Since the next day was Saturday, I took him to the clinic myself. Upon arrival shortly after 8 o’clock, he presented his urine sample. The doctor on duty, a young lady (the same one that had seen him on Friday), refused to take it. She said too much time had elapsed between when he had given the sample and when he had brought it to the clinic. He needed to bring the sample for analysis first thing in the morning, around 7 a.m. So she asked him to bring another sample on Monday.

The man looked disappointed and I was none too happy myself. It’s typical of medical personnel here not to tell patients what they need to know or even to explain things to them. Just thinking about this and the amount of time and money that patients, many of them with extremely limited resources, waste because of this put me into a slow burn.

I asked the doctor why she hadn’t explained this to the man. He had no medical training, so could not be expected to know this unless someone told him. She said that he didn’t need medical training to know this. It’s just common sense that biological samples would deteriorate rapidly in the heat of Burkina. I shook my head and told her that in my opinion, she had not done her job properly. She should not assume that ordinary people know things like this. She should take care to explain it to them and not waste their money and their time.

Of course, the lady immediately got huffy. You don’t tell doctors in Burkina how to do their job! In a very tight voice, she told the man to go home and bring another sample back on Monday, but earlier this time, with as little time elapsed between giving the sample and bringing it to the lab. Then, turning to me with an angry look on her face, she said, “And yes, I should have explained it to him yesterday, and I didn’t! I’m sorry!”

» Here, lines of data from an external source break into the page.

//! Rendering backends
//!
//! The certificate service only needs a handful of capabilities from a
//! document engine: load a single-page template, embed a font, report the
//! page size, measure a string, draw a string, serialize. Those are split
//! into [`RenderBackend`] (opens a document) and [`CertificateCanvas`] (one
//! open document).

use crate::errors::RenderResult;
use crate::layout::Rgb;

pub mod font;
pub mod pdf;

pub use font::EmbeddedFont;
pub use pdf::{PdfCanvas, PdfRenderBackend};

/// Page dimensions in points
#[derive(Debug, Clone, Copy, PartialEq)]
pub struct PageSize {
    pub width: f32,
    pub height: f32,
}

/// Width measurement against the embedded font
pub trait TextMeasure {
    fn page_size(&self) -> PageSize;

    /// Rendered width of `text` at `font_size` points
    fn text_width(&self, text: &str, font_size: f32) -> f32;
}

/// A loaded template with an embedded font, ready to be drawn on
pub trait CertificateCanvas: TextMeasure + Send {
    /// Draw `text` with its baseline starting at `(x, y)`
    fn draw_text(
        &mut self,
        text: &str,
        x: f32,
        y: f32,
        font_size: f32,
        color: Rgb,
    ) -> RenderResult<()>;

    /// Serialize the finished document
    fn finish(self: Box<Self>) -> RenderResult<Vec<u8>>;
}

/// Factory for canvases
pub trait RenderBackend: Send + Sync {
    fn open(&self, template: &[u8], font: &[u8]) -> RenderResult<Box<dyn CertificateCanvas>>;
}
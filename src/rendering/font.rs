//! Embedded TrueType font support
//!
//! The font is embedded as a simple (single-byte) TrueType font with
//! `WinAnsiEncoding`. Widths are taken from the font's horizontal metrics
//! once, at load time, and the same table is used both for measuring and for
//! the PDF `/Widths` array so measured and rendered widths always agree.

use ttf_parser::Face;

use crate::errors::{RenderError, RenderResult};

pub const FIRST_CHAR: u8 = 32;
pub const LAST_CHAR: u8 = 255;

/// Byte substituted for characters outside the encodable range
const REPLACEMENT: u8 = b'?';

/// Windows-1252 assignments in `0x80..=0x9F`; the remaining codes there are
/// unassigned. Every other code maps to the Latin-1 character of that value.
const WIN_ANSI_HIGH: [(u8, char); 27] = [
    (0x80, '€'),
    (0x82, '‚'),
    (0x83, 'ƒ'),
    (0x84, '„'),
    (0x85, '…'),
    (0x86, '†'),
    (0x87, '‡'),
    (0x88, 'ˆ'),
    (0x89, '‰'),
    (0x8A, 'Š'),
    (0x8B, '‹'),
    (0x8C, 'Œ'),
    (0x8E, 'Ž'),
    (0x91, '‘'),
    (0x92, '’'),
    (0x93, '“'),
    (0x94, '”'),
    (0x95, '•'),
    (0x96, '–'),
    (0x97, '—'),
    (0x98, '˜'),
    (0x99, '™'),
    (0x9A, 'š'),
    (0x9B, '›'),
    (0x9C, 'œ'),
    (0x9E, 'ž'),
    (0x9F, 'Ÿ'),
];

/// Metrics in PDF glyph space (1/1000 of the font size)
#[derive(Debug, Clone, Copy, PartialEq)]
pub struct FontMetrics {
    pub ascent: f32,
    pub descent: f32,
    pub cap_height: f32,
    pub bbox: [f32; 4],
}

/// A parsed font program plus the per-code widths needed to draw with it
#[derive(Debug, Clone)]
pub struct EmbeddedFont {
    program: Vec<u8>,
    postscript_name: String,
    widths: Vec<f32>,
    metrics: FontMetrics,
}

impl EmbeddedFont {
    /// Parse a TrueType/OpenType font program
    pub fn from_bytes(program: &[u8]) -> RenderResult<Self> {
        let face = Face::parse(program, 0).map_err(|e| RenderError::InvalidFont {
            message: e.to_string(),
        })?;

        let units_per_em = f32::from(face.units_per_em());
        let scale = |value: f32| value * 1000.0 / units_per_em;

        let widths = (FIRST_CHAR..=LAST_CHAR)
            .map(|code| {
                win_ansi_char(code)
                    .and_then(|ch| face.glyph_index(ch))
                    .or_else(|| face.glyph_index(char::from(REPLACEMENT)))
                    .and_then(|glyph| face.glyph_hor_advance(glyph))
                    .map(|advance| scale(f32::from(advance)))
                    .unwrap_or(0.0)
            })
            .collect();

        let bbox = face.global_bounding_box();
        let metrics = FontMetrics {
            ascent: scale(f32::from(face.ascender())),
            descent: scale(f32::from(face.descender())),
            cap_height: scale(f32::from(face.capital_height().unwrap_or(face.ascender()))),
            bbox: [
                scale(f32::from(bbox.x_min)),
                scale(f32::from(bbox.y_min)),
                scale(f32::from(bbox.x_max)),
                scale(f32::from(bbox.y_max)),
            ],
        };

        let postscript_name = face
            .names()
            .into_iter()
            .filter(|name| name.name_id == ttf_parser::name_id::POST_SCRIPT_NAME)
            .find_map(|name| name.to_string())
            .map(|name| sanitize_font_name(&name))
            .filter(|name| !name.is_empty())
            .unwrap_or_else(|| "CertificateFont".to_string());

        Ok(Self {
            program: program.to_vec(),
            postscript_name,
            widths,
            metrics,
        })
    }

    pub fn program(&self) -> &[u8] {
        &self.program
    }

    pub fn postscript_name(&self) -> &str {
        &self.postscript_name
    }

    pub fn metrics(&self) -> FontMetrics {
        self.metrics
    }

    /// Advance widths for codes `FIRST_CHAR..=LAST_CHAR` in glyph space
    pub fn widths(&self) -> &[f32] {
        &self.widths
    }

    /// Width of `text` at `font_size` points
    pub fn text_width(&self, text: &str, font_size: f32) -> f32 {
        let units: f32 = encode_win_ansi(text)
            .into_iter()
            .map(|code| self.code_width(code))
            .sum();
        units * font_size / 1000.0
    }

    /// Font whose every code is `width` glyph units wide; the program is empty
    #[cfg(test)]
    pub(crate) fn uniform(width: f32) -> Self {
        Self {
            program: Vec::new(),
            postscript_name: "Uniform".to_string(),
            widths: vec![width; usize::from(LAST_CHAR - FIRST_CHAR) + 1],
            metrics: FontMetrics {
                ascent: 800.0,
                descent: -200.0,
                cap_height: 700.0,
                bbox: [0.0, -200.0, 1000.0, 800.0],
            },
        }
    }

    fn code_width(&self, code: u8) -> f32 {
        code.checked_sub(FIRST_CHAR)
            .and_then(|index| self.widths.get(usize::from(index)))
            .copied()
            .unwrap_or(0.0)
    }
}

/// Encode text for a `WinAnsiEncoding` simple font
///
/// Printable ASCII and Latin-1 map to themselves, the Windows-1252 extras
/// map into `0x80..=0x9F`, anything else becomes `?`.
pub fn encode_win_ansi(text: &str) -> Vec<u8> {
    text.chars()
        .map(|ch| match ch {
            ' '..='~' | '\u{00A0}'..='\u{00FF}' => ch as u8,
            _ => WIN_ANSI_HIGH
                .iter()
                .find(|(_, mapped)| *mapped == ch)
                .map(|(code, _)| *code)
                .unwrap_or(REPLACEMENT),
        })
        .collect()
}

/// Character drawn for a WinAnsi code, `None` for unassigned codes
fn win_ansi_char(code: u8) -> Option<char> {
    match code {
        0x80..=0x9F => WIN_ANSI_HIGH
            .iter()
            .find(|(mapped, _)| *mapped == code)
            .map(|(_, ch)| *ch),
        _ => Some(char::from(code)),
    }
}

/// Keep only characters allowed in a PDF name without escaping
fn sanitize_font_name(name: &str) -> String {
    name.chars()
        .filter(|ch| ch.is_ascii_alphanumeric() || matches!(ch, '-' | '_' | '+'))
        .collect()
}

#[cfg(test)]
mod tests {
    use super::*;

    const DEJAVU_SANS: &[u8] =
        include_bytes!(concat!(env!("CARGO_MANIFEST_DIR"), "/tests/fixtures/DejaVuSans.ttf"));

    #[test]
    fn test_encode_ascii_and_latin1() {
        assert_eq!(encode_win_ansi("TEAM ALPHA"), b"TEAM ALPHA".to_vec());
        assert_eq!(encode_win_ansi("Café"), vec![b'C', b'a', b'f', 0xE9]);
    }

    #[test]
    fn test_encode_windows_1252_extras() {
        assert_eq!(encode_win_ansi("O’Neill"), vec![b'O', 0x92, b'N', b'e', b'i', b'l', b'l']);
        assert_eq!(encode_win_ansi("€"), vec![0x80]);
    }

    #[test]
    fn test_encode_replaces_unsupported() {
        assert_eq!(encode_win_ansi("Δx"), vec![b'?', b'x']);
        assert_eq!(encode_win_ansi("\n"), vec![b'?']);
    }

    #[test]
    fn test_invalid_font_is_rejected() {
        let err = EmbeddedFont::from_bytes(b"definitely not a font").unwrap_err();
        assert!(matches!(err, RenderError::InvalidFont { .. }));
    }

    #[test]
    fn test_win_ansi_char_inverts_the_high_table() {
        assert_eq!(win_ansi_char(0x92), Some('’'));
        assert_eq!(win_ansi_char(0x80), Some('€'));
        assert_eq!(win_ansi_char(0x81), None);
        assert_eq!(win_ansi_char(b'A'), Some('A'));
        assert_eq!(win_ansi_char(0xE9), Some('é'));
        for (code, ch) in WIN_ANSI_HIGH {
            assert_eq!(encode_win_ansi(&ch.to_string()), vec![code]);
        }
    }

    #[test]
    fn test_real_font_measures_windows_1252_glyphs() {
        let font = EmbeddedFont::from_bytes(DEJAVU_SANS).unwrap();
        assert_eq!(font.postscript_name(), "DejaVuSans");
        assert_eq!(font.widths().len(), usize::from(LAST_CHAR - FIRST_CHAR) + 1);

        let face = Face::parse(DEJAVU_SANS, 0).unwrap();
        let advance = |ch: char| {
            let glyph = face.glyph_index(ch).unwrap();
            f32::from(face.glyph_hor_advance(glyph).unwrap()) * 1000.0
                / f32::from(face.units_per_em())
        };

        let quote = font.text_width("’", 1000.0);
        assert!((quote - advance('’')).abs() < 1e-3);
        assert!((quote - font.text_width("?", 1000.0)).abs() > 1.0);
        assert!((font.widths()[usize::from(0x92 - FIRST_CHAR)] - advance('’')).abs() < 1e-3);
        assert!((font.widths()[usize::from(0x80 - FIRST_CHAR)] - advance('€')).abs() < 1e-3);

        let expected: f32 = "O’Neill".chars().map(advance).sum::<f32>() * 12.0 / 1000.0;
        assert!((font.text_width("O’Neill", 12.0) - expected).abs() < 1e-3);
    }

    #[test]
    fn test_sanitize_font_name() {
        assert_eq!(sanitize_font_name("Liberation Sans/Bold"), "LiberationSansBold");
        assert_eq!(sanitize_font_name("ABCDEF+Inter-Bold"), "ABCDEF+Inter-Bold");
    }
}
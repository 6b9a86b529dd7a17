//! Text normalization and display casing
//!
//! Roster comparison and certificate display both work on
//! whitespace-delimited words. Normalization is the matching key; the casing
//! helpers produce what ends up on the page.

/// Normalize a name for comparison
///
/// Trims, lowercases and collapses every internal whitespace run to a single
/// space. Idempotent: `normalize(&normalize(s)) == normalize(s)`.
pub fn normalize(value: &str) -> String {
    value
        .split_whitespace()
        .map(str::to_lowercase)
        .collect::<Vec<_>>()
        .join(" ")
}

/// Uppercase every word and join with single spaces ("team  alpha" -> "TEAM ALPHA")
pub fn to_upper_words(value: &str) -> String {
    value
        .split_whitespace()
        .map(str::to_uppercase)
        .collect::<Vec<_>>()
        .join(" ")
}

/// Title-case every word: first character upper, remainder lower
///
/// Hyphens, apostrophes and acronyms get no special treatment, so
/// "MIT-WPU" becomes "Mit-wpu".
pub fn to_title_words(value: &str) -> String {
    value
        .split_whitespace()
        .map(title_case_word)
        .collect::<Vec<_>>()
        .join(" ")
}

fn title_case_word(word: &str) -> String {
    let mut chars = word.chars();
    match chars.next() {
        Some(first) => first
            .to_uppercase()
            .chain(chars.flat_map(char::to_lowercase))
            .collect(),
        None => String::new(),
    }
}

/// Whether a value is blank once surrounding whitespace is removed
pub fn is_blank(value: &str) -> bool {
    value.trim().is_empty()
}
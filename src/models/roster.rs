//! Roster records and immutable snapshots

use chrono::{DateTime, Utc};
use serde::{Deserialize, Serialize};
use std::collections::BTreeMap;

use crate::utils::normalize;

/// One row of the external roster
///
/// The three known columns are typed; every other column is carried
/// through untouched in `extra`.
#[derive(Debug, Clone, PartialEq, Eq, Serialize, Deserialize)]
pub struct RosterRecord {
    pub participant_name: String,
    pub team_name: String,
    #[serde(skip_serializing_if = "Option::is_none")]
    pub organization_name: Option<String>,
    #[serde(default, skip_serializing_if = "BTreeMap::is_empty")]
    pub extra: BTreeMap<String, String>,
}

impl RosterRecord {
    pub fn new<P: Into<String>, T: Into<String>>(participant_name: P, team_name: T) -> Self {
        Self {
            participant_name: participant_name.into(),
            team_name: team_name.into(),
            organization_name: None,
            extra: BTreeMap::new(),
        }
    }

    pub fn with_organization<O: Into<String>>(mut self, organization_name: O) -> Self {
        self.organization_name = Some(organization_name.into());
        self
    }

    pub fn with_extra<K: Into<String>, V: Into<String>>(mut self, key: K, value: V) -> Self {
        self.extra.insert(key.into(), value.into());
        self
    }

    /// Whether this record matches an already-normalized (participant, team) pair
    ///
    /// Both fields must match; a participant-only match is not a match.
    pub fn matches_normalized(&self, participant: &str, team: &str) -> bool {
        normalize(&self.participant_name) == participant && normalize(&self.team_name) == team
    }
}

/// Point-in-time copy of the roster
///
/// Never mutated after construction; a refresh builds a new snapshot and
/// swaps the shared reference.
#[derive(Debug, Clone, Serialize)]
pub struct RosterSnapshot {
    records: Vec<RosterRecord>,
    loaded_at: DateTime<Utc>,
}

impl RosterSnapshot {
    pub fn new(records: Vec<RosterRecord>, loaded_at: DateTime<Utc>) -> Self {
        Self { records, loaded_at }
    }

    pub fn records(&self) -> &[RosterRecord] {
        &self.records
    }

    pub fn loaded_at(&self) -> DateTime<Utc> {
        self.loaded_at
    }

    pub fn len(&self) -> usize {
        self.records.len()
    }

    pub fn is_empty(&self) -> bool {
        self.records.is_empty()
    }

    /// First record, in table order, whose normalized participant and team
    /// names equal the normalized inputs
    pub fn find(&self, participant_name: &str, team_name: &str) -> Option<&RosterRecord> {
        let participant = normalize(participant_name);
        let team = normalize(team_name);
        self.records
            .iter()
            .find(|record| record.matches_normalized(&participant, &team))
    }
}

#[cfg(test)]
mod tests {
    use super::*;

    fn snapshot(records: Vec<RosterRecord>) -> RosterSnapshot {
        RosterSnapshot::new(records, Utc::now())
    }

    #[test]
    fn test_find_normalizes_both_sides() {
        let roster = snapshot(vec![RosterRecord::new("  Jane  DOE", "Team Alpha ")]);
        let found = roster.find("jane   doe", "TEAM alpha");
        assert_eq!(found.map(|r| r.participant_name.as_str()), Some("  Jane  DOE"));
    }

    #[test]
    fn test_find_requires_both_fields() {
        let roster = snapshot(vec![
            RosterRecord::new("Jane Doe", "Team Alpha"),
            RosterRecord::new("John Roe", "Team Beta"),
        ]);
        assert!(roster.find("Jane Doe", "Team Beta").is_none());
        assert!(roster.find("John Roe", "Team Alpha").is_none());
        assert!(roster.find("Jane Doe", "").is_none());
    }

    #[test]
    fn test_find_returns_first_in_table_order() {
        let roster = snapshot(vec![
            RosterRecord::new("Jane Doe", "Team Alpha").with_organization("First College"),
            RosterRecord::new("JANE DOE", "team alpha").with_organization("Second College"),
        ]);
        let found = roster.find("jane doe", "team alpha").unwrap();
        assert_eq!(found.organization_name.as_deref(), Some("First College"));
    }

    #[test]
    fn test_empty_snapshot_finds_nothing() {
        let roster = snapshot(Vec::new());
        assert!(roster.is_empty());
        assert!(roster.find("Jane Doe", "Team Alpha").is_none());
    }

    #[test]
    fn test_record_serialization_skips_empty_fields() {
        let record = RosterRecord::new("Jane Doe", "Team Alpha");
        let json = serde_json::to_value(&record).unwrap();
        assert!(json.get("organization_name").is_none());
        assert!(json.get("extra").is_none());

        let record = record.with_extra("Email", "jane@example.com");
        let json = serde_json::to_value(&record).unwrap();
        assert_eq!(json["extra"]["Email"], "jane@example.com");
    }
}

Well, she didn’t sound sorry.  She sounded like my kids used to when I'd make one apologize for doing something nasty to the other.  But I realized that in her present state of mind, this was probably as close to an admission of not having done the right thing and an apology as we were going to get. Will it make any difference with her future patients? I don’t know. I hope so. Most Burkinabè wouldn’t have said anything to her. You just don’t question the doctor, even if you’re not happy with what he or she has done. But unless someone says something, things will never change. And since I’m not Burkinabè, I figured that someone might just as well be me.

2 comments:

Laura Dun said...

well done - that's such a typical attitude.

Mike Steinborn said...

Yeah, that's also why we need someone like Kathy to advocate for our folks here and teach them to advocate for themselves too!